Emsal Mahkeme Kararı İstanbul Bölge Adliye Mahkemesi 12. Hukuk Dairesi 2021/251 E. 2021/200 K. 16.02.2021 T.

Görüntülediğiniz mahkeme kararı kesinleşmiş bir karardır.

T.C.
İSTANBUL
BÖLGE ADLİYE MAHKEMESİ
12. HUKUK DAİRESİ
DOSYA NO: 2021/251
KARAR NO : 2021/200
T Ü R K M İ L L E T İ A D I N A
İ S T İ N A F K A R A R I
İNCELENEN KARARIN
MAHKEMESİ: İSTANBUL ANADOLU 4. ASLİYE TİCARET MAHKEMESİ
TARİHİ: 13/11/2019
NUMARASI : 2019/126 Esas-2019/1061 Karar
DAVA: Şirketin İhyası
İSTİNAF KARAR TARİHİ: 16/02/2021
Davanın kabulüne ilişkin hükmün davalı tasfiye memuru vekili tarafından istinaf edilmesi üzerine dosya kapsamı incelenip gereği görüşülüp düşünüldü;
DAVA:Davacı vekili, ihyası istenen … Ticaret A.Ş.’ye karşı İstanbul Anadolu 19. İş Mahkemesi’nin 2018/466 Esas sayılı dosyasında dava açıldığını, ancak davalı şirketin … Tic. A.Ş. Devir olmak suretiyle birleştiğini, şirketin ihyası için İstanbul Anadolu 19. İş Mahkemesi’nin 2018/466 Esas sayılı dosyasının 5.3.2019 tarihli celsesinde kendilerine süre verildiğini, … Anonim Şirketi’nin 21.3.2017 tarihinde tescil edilerek birleşme nedeniyle sicil kaydının terkin edildiğini,… Tic. A.Ş.’nin ise 28.3.2018 tarihinde sicilden terkin edildiğini, rücuen alacak davasının konusunu oluşturan iş kazasının, davalının resen tescil işleminden önce, 28.10.2012 tarihinde gerçekleştiğinden dava konusu … Anonim Şirketi’nin tüzel kişiliğinin T.T.K.’nin 547. maddesine göre ihyasına karar verilmesini talep ve dava etmiştir.

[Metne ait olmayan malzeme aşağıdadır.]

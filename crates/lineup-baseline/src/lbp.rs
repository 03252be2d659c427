//! Local binary pattern histograms.
//!
//! Each interior pixel gets an 8-bit code, one bit per neighbour that is at
//! least as bright as the centre. The image is split into a grid of cells and
//! every cell contributes a normalized 256-bin histogram of its codes.

use image::GrayImage;

pub const GRID_X: usize = 8;
pub const GRID_Y: usize = 8;
const BINS: usize = 256;

/// Neighbour offsets, clockwise from the top-left.
const NEIGHBOURS: [(i32, i32); 8] = [
    (-1, -1),
    (0, -1),
    (1, -1),
    (1, 0),
    (1, 1),
    (0, 1),
    (-1, 1),
    (-1, 0),
];

/// Length of the feature vector produced by [`histogram`].
pub const FEATURE_LEN: usize = GRID_X * GRID_Y * BINS;

fn code_at(image: &GrayImage, x: u32, y: u32) -> u8 {
    let center = image.get_pixel(x, y).0[0];
    let mut code = 0u8;
    for (bit, (dx, dy)) in NEIGHBOURS.iter().enumerate() {
        let nx = (x as i32 + dx) as u32;
        let ny = (y as i32 + dy) as u32;
        if image.get_pixel(nx, ny).0[0] >= center {
            code |= 1 << bit;
        }
    }
    code
}

/// Spatial LBP histogram of `image`. Images smaller than 3x3 have no interior
/// pixels and yield an all-zero vector.
pub fn histogram(image: &GrayImage) -> Vec<f32> {
    let mut features = vec![0.0f32; FEATURE_LEN];
    let (width, height) = image.dimensions();
    if width < 3 || height < 3 {
        return features;
    }

    let inner_w = (width - 2) as usize;
    let inner_h = (height - 2) as usize;
    let mut counts = [0u32; GRID_X * GRID_Y];

    for y in 1..height - 1 {
        let cell_y = (y as usize - 1) * GRID_Y / inner_h;
        for x in 1..width - 1 {
            let cell_x = (x as usize - 1) * GRID_X / inner_w;
            let cell = cell_y * GRID_X + cell_x;
            let code = code_at(image, x, y) as usize;
            features[cell * BINS + code] += 1.0;
            counts[cell] += 1;
        }
    }

    for (cell, &count) in counts.iter().enumerate() {
        if count > 0 {
            let bins = &mut features[cell * BINS..(cell + 1) * BINS];
            for v in bins.iter_mut() {
                *v /= count as f32;
            }
        }
    }
    features
}

/// Chi-square distance between two histograms.
pub fn chi_square(a: &[f32], b: &[f32]) -> f32 {
    a.iter()
        .zip(b.iter())
        .map(|(x, y)| {
            let sum = x + y;
            if sum > 0.0 {
                (x - y).powi(2) / sum
            } else {
                0.0
            }
        })
        .sum()
}
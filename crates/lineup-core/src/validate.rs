//! Dataset validation.

use crate::dataset::Dataset;

/// A dataset can be trained on when at least one label has at least one photo.
///
/// An empty dataset is a normal steady state (everyone was removed), so
/// callers reset the model instead of treating it as an error.
pub fn is_valid(dataset: &Dataset) -> bool {
    dataset.iter().any(|(_, person)| !person.photos.is_empty())
}

#[cfg(test)]
mod tests {
    use super::*;
    use crate::dataset::{Person, Photo};

    #[test]
    fn test_empty_dataset_is_invalid() {
        assert!(!is_valid(&Dataset::new()));
    }

    #[test]
    fn test_people_without_photos_is_invalid() {
        let dataset = Dataset::new()
            .with_person(1, Person::new("a"))
            .with_person(2, Person::new("b"));
        assert!(!is_valid(&dataset));
    }

    #[test]
    fn test_one_photo_is_valid() {
        let dataset = Dataset::new()
            .with_person(1, Person::new("a"))
            .with_person(2, Person::new("b").with_photo(Photo::from_path("b.png")));
        assert!(is_valid(&dataset));
    }
}
//! Size normalization for fixed-size variants.
//!
//! Eigen and Fisher projections need every input to have the same number of
//! pixels. The canonical size of a batch is the per-axis minimum over all of
//! its samples, so every sample is only ever shrunk along each axis.

use crate::dataset::LabeledSample;
use crate::types::CanonicalSize;
use image::imageops::{self, FilterType};
use image::GrayImage;

/// Interpolation used for every resize. Triangle is bilinear.
const RESIZE_FILTER: FilterType = FilterType::Triangle;

/// Minimum width and minimum height across `samples`, taken independently.
///
/// Returns `None` for an empty batch.
pub fn canonical_size<'a, I>(samples: I) -> Option<CanonicalSize>
where
    I: IntoIterator<Item = &'a GrayImage>,
{
    let mut size = CanonicalSize::new(u32::MAX, u32::MAX);
    let mut seen = false;
    for sample in samples {
        size.width = size.width.min(sample.width());
        size.height = size.height.min(sample.height());
        seen = true;
    }
    seen.then_some(size)
}

/// Resize `sample` to exactly `size`.
pub fn resize_to(sample: &GrayImage, size: CanonicalSize) -> GrayImage {
    if sample.dimensions() == (size.width, size.height) {
        return sample.clone();
    }
    imageops::resize(sample, size.width, size.height, RESIZE_FILTER)
}

/// Compute the canonical size of a batch and resize every sample to it in place.
pub fn normalize_batch(samples: &mut [LabeledSample]) -> Option<CanonicalSize> {
    let size = canonical_size(samples.iter().map(|s| &s.image))?;
    tracing::info!(size = %size, samples = samples.len(), "resizing batch to canonical size");
    for sample in samples.iter_mut() {
        if sample.image.dimensions() != (size.width, size.height) {
            sample.image = imageops::resize(&sample.image, size.width, size.height, RESIZE_FILTER);
        }
    }
    Some(size)
}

CEVAP: 1-Davalı İstanbul Ticaret Sicil Müdürlüğü vekili; davalının davanın açılmasına sebep olmadığını, vekalet ücreti ve yargılama giderlerinden sorumlu olmayacağını, kendileri açısından davanın reddine karar verilmesini talep etmiştir. 2-Davalı tasfiye memuru …’a dava dilekçesi tebliğ edilmiş, ancak davaya cevap dilekçesi sunmamıştır.
İLK DERECE MAHKEMESİ KARARI: Mahkemece, resen terkin edilen şirketin derdest dava dosyalarının mevcut bulunduğu ve bu haliyle tasfiyenin tamamlanmış olduğundan bahsedilemeyeceği, bu ek işlemler sonuçlanıncaya kadar şirketin yeniden ihyasının gerektiği ve davacının hukuki yararının bulunduğu gerekçesiyle davanın kabulüne karar verilmiş, davalı ticaret sicil müdürlüğünün iş bu davada yasal hasım olması karşısında bu davalı aleyhine yargılama giderlerine hükmedilmemiştir.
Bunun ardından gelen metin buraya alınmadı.